Para Mirhan, o que acontece no mundo árabe deve ser caracterizado como revoluções em curso. “Está em jogo o rumo destas revoluções, ainda sem uma liderança, e com a possibilidade de uma contra-revolução”, que, de acordo com o sociólogo, é encabeçada pela cúpula dos governos em Washington, na cidade israelense Tel Aviv e a União Europeia, ávidos por manter os laços de interesse com o Oriente Médio. De acordo com o arabista, uma das principais questões deste assunto é desfazer as amarras de um imperialismo em declínio.

Das 21 nações árabes, além do Estado da Palestina e Sarauí, território sob domínio de Marrocos, oito vivem numa monarquia e 13 são repúblicas de “fachada”. “Porque não têm democracia”, ressalta Mirhan. E, de acordo com o professor, algumas das fronteiras são retas porque foram riscadas no mapa – de papel, mesmo – pelas potências que colonizaram a região, Inglaterra e França. As energias fósseis, como o petróleo e o gás natural, evidentemente, são as principais razões de tanto interesse pelo Oriente Médio. “Não existe alternativa energética que substituirá o petróleo nos próximos 30, 50 anos”.

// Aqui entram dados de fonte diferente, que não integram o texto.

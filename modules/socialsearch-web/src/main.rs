use std::sync::Arc;
use std::time::Duration;

use anyhow::Result;
use axum::{
    http::{header, HeaderValue},
    routing::{get, post},
    Router,
};
use tower_http::compression::CompressionLayer;
use tower_http::set_header::SetResponseHeaderLayer;
use tracing::{info, warn};
use tracing_subscriber::EnvFilter;

use profiles_client::ProfilesClient;
use socialsearch_common::Config;
use socialsearch_store::{MemoryStore, PgSearchStore, SearchStore};

mod components;
mod pages;
mod rest;
mod session;
mod templates;

use session::Sessions;

pub struct AppState {
    pub sessions: Sessions,
    pub store: Arc<dyn SearchStore>,
    pub ranking_wait: Duration,
}

fn build_router(state: Arc<AppState>) -> Router {
    Router::new()
        // Health check
        .route("/health", get(rest::health))
        // Pages (Dioxus SSR)
        .route("/", get(pages::home_page))
        .route("/ranking", get(pages::ranking_page))
        .route("/search", post(pages::search_submit))
        .route("/favorite", post(pages::favorite_submit))
        // REST API
        .route("/api/ranking", get(rest::api_ranking))
        .with_state(state)
        .layer(
            tower_http::cors::CorsLayer::new()
                .allow_origin(tower_http::cors::Any)
                .allow_methods(tower_http::cors::Any)
                .allow_headers(tower_http::cors::Any),
        )
        .layer(CompressionLayer::new())
        // Pages carry per-visitor state
        .layer(SetResponseHeaderLayer::overriding(
            header::CACHE_CONTROL,
            HeaderValue::from_static("no-store"),
        ))
        // Method + path only: the query string may carry search text
        .layer(
            tower_http::trace::TraceLayer::new_for_http()
                .make_span_with(|request: &axum::http::Request<_>| {
                    tracing::info_span!(
                        "http_request",
                        method = %request.method(),
                        path = %request.uri().path(),
                    )
                }),
        )
}

fn init_tracing() -> Result<()> {
    let filter = EnvFilter::from_default_env()
        .add_directive("socialsearch=info".parse()?)
        .add_directive("profiles_client=info".parse()?);

    if std::env::var("LOG_FORMAT").is_ok_and(|v| v.eq_ignore_ascii_case("json")) {
        tracing_subscriber::fmt().json().with_env_filter(filter).init();
    } else {
        tracing_subscriber::fmt().with_env_filter(filter).init();
    }
    Ok(())
}

#[tokio::main]
async fn main() -> Result<()> {
    dotenvy::dotenv().ok();
    init_tracing()?;

    let config = Config::from_env();

    let profiles = Arc::new(ProfilesClient::new(&config.profiles_api_url, config.search_timeout));

    let store: Arc<dyn SearchStore> = match &config.database_url {
        Some(url) => {
            let pg = PgSearchStore::connect(url, config.ranking_limit).await?;
            pg.migrate().await?;
            info!("Using Postgres search store");
            Arc::new(pg)
        }
        None => {
            warn!("DATABASE_URL not set, searches are kept in memory and lost on restart");
            Arc::new(MemoryStore::new(config.ranking_limit))
        }
    };

    let state = Arc::new(AppState {
        sessions: Sessions::new(profiles, store.clone(), config.default_plan),
        store,
        ranking_wait: pages::RANKING_WAIT,
    });

    let app = build_router(state);

    let addr = format!("{}:{}", config.web_host, config.web_port);
    info!(
        profiles_api = %config.profiles_api_url,
        plan = %config.default_plan.as_str(),
        "Social search starting on {addr}"
    );

    let listener = tokio::net::TcpListener::bind(&addr).await?;
    axum::serve(listener, app).await?;

    Ok(())
}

Nesta distância entre o mundo árabe e como eles são vistos pelo Ocidente, reside outra discussão pontual, a do pan-arabismo, que é o acordar dos jovens para uma identidade cultural e social tão legítima como qualquer outra do mundo. Afinal, o árabe não nasceu com expressão de idoso e de barba, ou necessariamente é um fundamentalista religioso pronto para morrer pelo Islã. “Nem todo árabe é mulçumano e vice-versa. Um em cada cinco mulçumanos é árabe”, destaca Mirhan, que ainda fala: “O islã não é a solução”, na defesa pela liberdade de credo e autonomia espiritual.

A comoção popular, de fato, rompeu com a questão religiosa, como nos últimos eventos no Egito e, atualmente, na Líbia, em que os manifestantes estão juntos, inclusive com o apoio de parte das forças armadas locais, contra a falta de qualidade de vida. “E creio que muitos dos populares nem sabem o que é imperialismo e saíram às ruas porque não aguentam mais a opressão de ditaduras”, contesta Mohamed Habib, que também se lembra da morte do jovem tunisiano que se enforcou em frente ao prédio do governo. “E, ao mesmo tempo, eles acompanham o que acontece no mundo. O Brasil é uma referência de democracia para eles”.

Diferente de Mirhan, Habib chama os acontecimentos no mundo árabe de levantes populares, “num processo longo e gradual, que pode durar mais de 100 anos”, e também elenca a localização geográfica do Oriente Médio – principalmente o Canal de Suez, no Egito, as maiores reservas naturais de petróleo do mundo e a criação de Israel no Estado da Palestina, em 1947, como elementos chave de uma nova “primavera dos povos”.

Como produtor petrolífero, Brasil deve “ficar atento”

Declaradamente um militante de esquerda, o sociólogo Lejeune Mirhan nomeia todos a quem julga culpados por todo o imbróglio político nos países árabes. Estados Unidos, Israel e o petróleo formam, em sua opinião, a trinca responsável por conflitos constantes na região. Como um produtor emergente de petróleo, portanto, o Brasil deve “ficar atento” e “tomar muito cuidado” com eventuais interesses das grandes potências mundiais. “Em 1992, quando aconteceu a ECO-92, os Estados Unidos deixaram claro que conhecimento eles julgam como propriedade, mas recursos naturais eles entendem como ‘patrimônio da Humanidade’”, citou Mohamed Habib, da Unicamp.

Lejeune destacou a recente visita do presidente norte-americano Barack Obama ao Brasil, em que se dispôs a assinar acordos bilaterais com o País para não apenas vender a matéria-prima, mas também para participar da captação dos recursos. “Então, faz todo o sentido que o governo brasileiro e toda a sociedade em geral tenham consciência de que o fato de crescermos em importância entre os países produtores de petróleo, por conta do pré-sal, nos forçará alguns posicionamentos claros e dinâmicos”, aponta. Somente em um dos campos da pré-sal, o de Tupi, a estimativa é de que as reservas cheguem de 5 a 8 bilhões de barris de petróleo.